┏━━
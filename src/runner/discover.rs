//! Finding the container files named by the command line.

use std::path::{Path, PathBuf};

use log::warn;
use walkdir::WalkDir;

/// File extension of the containers processed
pub const FAST5_EXTENSION: &str = "fast5";

pub fn is_fast5(path: &Path) -> bool {
    path.extension().is_some_and(|ext| ext == FAST5_EXTENSION)
}

/// Every `.fast5` file named by `inputs`, sorted and de-duplicated.
///
/// Directories are walked recursively. With `skip_root`, files lying directly
/// in an input directory are left out; files in its subdirectories are kept.
pub fn find_fast5(inputs: &[PathBuf], skip_root: bool) -> Vec<PathBuf> {
    let mut files = Vec::new();
    for input in inputs {
        if input.is_file() {
            if is_fast5(input) {
                files.push(input.clone());
            }
            continue;
        }
        if !input.is_dir() {
            warn!("{} does not exist, skipping", input.display());
            continue;
        }
        for entry in WalkDir::new(input).follow_links(true) {
            let entry = match entry {
                Ok(entry) => entry,
                Err(e) => {
                    warn!("Skipping unreadable entry under {}: {}", input.display(), e);
                    continue;
                }
            };
            if !entry.file_type().is_file() || !is_fast5(entry.path()) {
                continue;
            }
            if skip_root && entry.depth() == 1 {
                continue;
            }
            files.push(entry.into_path());
        }
    }
    files.sort();
    files.dedup();
    files
}
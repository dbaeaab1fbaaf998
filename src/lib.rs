//! # poreshrink - Lossless shrinking of nanopore read containers
//!
//! `poreshrink` rewrites single-read nanopore containers so they take less
//! space on disk, and restores them again.
//!
//! ## Modes
//!
//! - **Lossless**: every event and alignment table is stored with the
//!   smallest integer type that holds its values and recompressed with
//!   GZIP level 9. Reverting recompresses with GZIP level 1.
//!
//! - **Deep lossless**: lossless, plus basecall event tables lose the columns
//!   that can be recomputed from the event detection table, and `start` is
//!   stored as row indices into it. The hierarchy is then collapsed under a
//!   single `Picopore` group. Reverting rebuilds everything exactly.
//!
//! - **Raw**: analysis datasets are deleted, keeping the raw signal. This
//!   cannot be reverted.
//!
//! ## Quick Start
//!
//! ```rust,no_run
//! use poreshrink::container::Container;
//! use poreshrink::locate::GroupFilter;
//! use poreshrink::transform::{Mode, RawCompressionPolicy, Transform};
//!
//! let transform = Transform::select(
//!     Mode::DeepLossless,
//!     false,
//!     RawCompressionPolicy::default(),
//!     GroupFilter::All,
//! )?;
//!
//! let mut container = Container::open("read_0001.fast5")?;
//! let filter = transform.apply(container.tree_mut())?;
//! container.close()?;
//! println!("repack with {:?}", filter);
//! # Ok::<(), Box<dyn std::error::Error>>(())
//! ```
//!
//! Batches of files go through a [`runner::Runner`], which discovers files,
//! asks for confirmation, runs a worker pool and reports total sizes.
//!
//! ## Container layout
//!
//! ```text
//! read_0001.fast5 (zip)
//! ├── mimetype                 # application/x-poreshrink-tree
//! ├── datasets/000000.parquet  # one Parquet blob per dataset
//! └── tree.json                # groups, attributes, dataset entries
//! ```

pub mod collapse;
pub mod container;
pub mod demo;
pub mod equivalence;
pub mod error;
pub mod locate;
pub mod minimize;
pub mod repack;
pub mod rewrite;
pub mod runner;
pub mod transform;
pub mod watch;

pub use container::{Container, Tree};
pub use equivalence::{check_equivalent, EquivalenceReport};
pub use error::{FileError, ShrinkError};
pub use repack::{ArchiveRepacker, CommandRepacker, Repacker};
pub use runner::{CancellationToken, FileJob, RunConfig, RunSummary, Runner};
pub use transform::{Mode, RawCompressionPolicy, Transform};
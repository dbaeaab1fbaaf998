//! Dataset payloads as single-row-group Parquet blobs.
//!
//! Each field becomes one non-nullable Arrow column. An unnamed single field is
//! stored under [`UNNAMED_FIELD`]; the manifest records whether the dataset is
//! compound, so the name can be dropped again on read.

use std::sync::Arc;

use arrow::array::{
    Array, ArrayRef, FixedSizeBinaryArray, Float32Array, Float64Array, Int16Array, Int32Array,
    Int64Array, Int8Array, UInt16Array, UInt32Array, UInt64Array, UInt8Array,
};
use arrow::buffer::Buffer;
use arrow::datatypes::{DataType, Field as ArrowField, Schema};
use arrow::record_batch::{RecordBatch, RecordBatchOptions};
use bytes::Bytes;
use parquet::arrow::arrow_reader::ParquetRecordBatchReaderBuilder;
use parquet::arrow::ArrowWriter;
use parquet::basic::{Compression as ParquetCompression, GzipLevel};
use parquet::file::properties::WriterProperties;

use super::compression::Compression;
use super::error::ContainerError;
use super::tree::{DatasetValue, Field};
use super::value::Column;

/// Column name used for single-typed datasets
pub const UNNAMED_FIELD: &str = "value";

fn data_type(column: &Column) -> Result<DataType, ContainerError> {
    Ok(match column {
        Column::I8(_) => DataType::Int8,
        Column::I16(_) => DataType::Int16,
        Column::I32(_) => DataType::Int32,
        Column::I64(_) => DataType::Int64,
        Column::U8(_) => DataType::UInt8,
        Column::U16(_) => DataType::UInt16,
        Column::U32(_) => DataType::UInt32,
        Column::U64(_) => DataType::UInt64,
        Column::F32(_) => DataType::Float32,
        Column::F64(_) => DataType::Float64,
        Column::Bytes { width, .. } => DataType::FixedSizeBinary(binary_width(*width)?),
    })
}

fn binary_width(width: usize) -> Result<i32, ContainerError> {
    i32::try_from(width)
        .ok()
        .filter(|w| *w > 0)
        .ok_or_else(|| ContainerError::InvalidDataset(format!("invalid string width {}", width)))
}

fn to_array(column: &Column) -> Result<ArrayRef, ContainerError> {
    let array: ArrayRef = match column {
        Column::I8(v) => Arc::new(Int8Array::from(v.clone())),
        Column::I16(v) => Arc::new(Int16Array::from(v.clone())),
        Column::I32(v) => Arc::new(Int32Array::from(v.clone())),
        Column::I64(v) => Arc::new(Int64Array::from(v.clone())),
        Column::U8(v) => Arc::new(UInt8Array::from(v.clone())),
        Column::U16(v) => Arc::new(UInt16Array::from(v.clone())),
        Column::U32(v) => Arc::new(UInt32Array::from(v.clone())),
        Column::U64(v) => Arc::new(UInt64Array::from(v.clone())),
        Column::F32(v) => Arc::new(Float32Array::from(v.clone())),
        Column::F64(v) => Arc::new(Float64Array::from(v.clone())),
        Column::Bytes { width, values } => {
            if let Some(long) = values.iter().find(|v| v.len() > *width) {
                return Err(ContainerError::InvalidDataset(format!(
                    "string of {} bytes exceeds width {}",
                    long.len(),
                    width
                )));
            }
            let mut flat = Vec::with_capacity(width * values.len());
            for value in values {
                flat.extend_from_slice(value);
                flat.resize(flat.len() + width - value.len(), 0);
            }
            Arc::new(FixedSizeBinaryArray::try_new(binary_width(*width)?, Buffer::from_vec(flat), None)?)
        }
    };
    Ok(array)
}

/// Serialize a dataset payload to a Parquet blob
pub fn encode_dataset(value: &DatasetValue, compression: Compression) -> Result<Vec<u8>, ContainerError> {
    let mut fields = Vec::with_capacity(value.fields().len());
    let mut arrays = Vec::with_capacity(value.fields().len());
    for field in value.fields() {
        let name = field.name.as_deref().unwrap_or(UNNAMED_FIELD);
        fields.push(ArrowField::new(name, data_type(&field.column)?, false));
        arrays.push(to_array(&field.column)?);
    }
    let schema = Arc::new(Schema::new(fields));
    let options = RecordBatchOptions::new().with_row_count(Some(value.len()));
    let batch = RecordBatch::try_new_with_options(schema.clone(), arrays, &options)?;

    let codec = match compression {
        Compression::None => ParquetCompression::UNCOMPRESSED,
        Compression::Gzip(level) => ParquetCompression::GZIP(GzipLevel::try_new(level as u32)?),
    };
    let props = WriterProperties::builder().set_compression(codec).build();

    let mut buffer = Vec::new();
    let mut writer = ArrowWriter::try_new(&mut buffer, schema, Some(props))?;
    writer.write(&batch)?;
    writer.close()?;
    Ok(buffer)
}

fn empty_column(data_type: &DataType) -> Result<Column, ContainerError> {
    Ok(match data_type {
        DataType::Int8 => Column::I8(Vec::new()),
        DataType::Int16 => Column::I16(Vec::new()),
        DataType::Int32 => Column::I32(Vec::new()),
        DataType::Int64 => Column::I64(Vec::new()),
        DataType::UInt8 => Column::U8(Vec::new()),
        DataType::UInt16 => Column::U16(Vec::new()),
        DataType::UInt32 => Column::U32(Vec::new()),
        DataType::UInt64 => Column::U64(Vec::new()),
        DataType::Float32 => Column::F32(Vec::new()),
        DataType::Float64 => Column::F64(Vec::new()),
        DataType::FixedSizeBinary(width) => Column::Bytes {
            width: *width as usize,
            values: Vec::new(),
        },
        other => {
            return Err(ContainerError::InvalidFormat(format!(
                "unsupported column type {}",
                other
            )))
        }
    })
}

fn downcast<'a, T: Array + 'static>(array: &'a ArrayRef) -> Result<&'a T, ContainerError> {
    array.as_any().downcast_ref::<T>().ok_or_else(|| {
        ContainerError::InvalidFormat(format!("unexpected array type {}", array.data_type()))
    })
}

fn append(column: &mut Column, array: &ArrayRef) -> Result<(), ContainerError> {
    match column {
        Column::I8(v) => v.extend_from_slice(downcast::<Int8Array>(array)?.values()),
        Column::I16(v) => v.extend_from_slice(downcast::<Int16Array>(array)?.values()),
        Column::I32(v) => v.extend_from_slice(downcast::<Int32Array>(array)?.values()),
        Column::I64(v) => v.extend_from_slice(downcast::<Int64Array>(array)?.values()),
        Column::U8(v) => v.extend_from_slice(downcast::<UInt8Array>(array)?.values()),
        Column::U16(v) => v.extend_from_slice(downcast::<UInt16Array>(array)?.values()),
        Column::U32(v) => v.extend_from_slice(downcast::<UInt32Array>(array)?.values()),
        Column::U64(v) => v.extend_from_slice(downcast::<UInt64Array>(array)?.values()),
        Column::F32(v) => v.extend_from_slice(downcast::<Float32Array>(array)?.values()),
        Column::F64(v) => v.extend_from_slice(downcast::<Float64Array>(array)?.values()),
        Column::Bytes { values, .. } => {
            let strings = downcast::<FixedSizeBinaryArray>(array)?;
            values.extend((0..strings.len()).map(|i| strings.value(i).to_vec()));
        }
    }
    Ok(())
}

/// Read a dataset payload back from a Parquet blob
pub fn decode_dataset(bytes: Bytes, compound: bool) -> Result<DatasetValue, ContainerError> {
    let builder = ParquetRecordBatchReaderBuilder::try_new(bytes)?;
    let schema = builder.schema().clone();
    let reader = builder.build()?;

    let mut columns = schema
        .fields()
        .iter()
        .map(|f| empty_column(f.data_type()))
        .collect::<Result<Vec<_>, _>>()?;
    for batch in reader {
        let batch = batch?;
        for (column, array) in columns.iter_mut().zip(batch.columns()) {
            append(column, array)?;
        }
    }

    let fields = schema
        .fields()
        .iter()
        .zip(columns)
        .map(|(f, column)| Field {
            name: compound.then(|| f.name().clone()),
            column,
        })
        .collect();
    DatasetValue::from_fields(fields)
}
use thiserror::Error;

use crate::container::ContainerError;
use crate::repack::RepackError;
use crate::transform::TransformError;

/// Errors that stop a whole invocation
#[derive(Debug, Error)]
pub enum ShrinkError {
    #[error("User cancelled")]
    Cancelled,

    #[error("Unsupported operation: {0}")]
    Unsupported(String),

    #[error("I/O error: {0}")]
    IoError(#[from] std::io::Error),

    #[error("Container error: {0}")]
    Container(#[from] ContainerError),
}

/// Errors that fail a single file; the batch carries on with the next one
#[derive(Debug, Error)]
pub enum FileError {
    #[error("interrupted")]
    Cancelled,

    #[error("I/O error: {0}")]
    IoError(#[from] std::io::Error),

    #[error("Container error: {0}")]
    Container(#[from] ContainerError),

    #[error("Transform error: {0}")]
    Transform(#[from] TransformError),

    #[error("Repack error: {0}")]
    Repack(#[from] RepackError),
}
┗━━
__WHAT TO PRODUCE__:
All that belongs in your answer is the stretch of entries above from the line with "## Quick Start" through the line with "pub mod container;", printed exactly.

__OUTPUT OF THE TASK__:
//! ## Quick Start
//!
//! ```rust,no_run
//! use poreshrink::container::Container;
//! use poreshrink::locate::GroupFilter;
//! use poreshrink::transform::{Mode, RawCompressionPolicy, Transform};
//!
//! let transform = Transform::select(
//!     Mode::DeepLossless,
//!     false,
//!     RawCompressionPolicy::default(),
//!     GroupFilter::All,
//! )?;
//!
//! let mut container = Container::open("read_0001.fast5")?;
//! let filter = transform.apply(container.tree_mut())?;
//! container.close()?;
//! println!("repack with {:?}", filter);
//! # Ok::<(), Box<dyn std::error::Error>>(())
//! ```
//!
//! Batches of files go through a [`runner::Runner`], which discovers files,
//! asks for confirmation, runs a worker pool and reports total sizes.
//!
//! ## Container layout
//!
//! ```text
//! read_0001.fast5 (zip)
//! ├── mimetype                 # application/x-poreshrink-tree
//! ├── datasets/000000.parquet  # one Parquet blob per dataset
//! └── tree.json                # groups, attributes, dataset entries
//! ```

pub mod collapse;
pub mod container;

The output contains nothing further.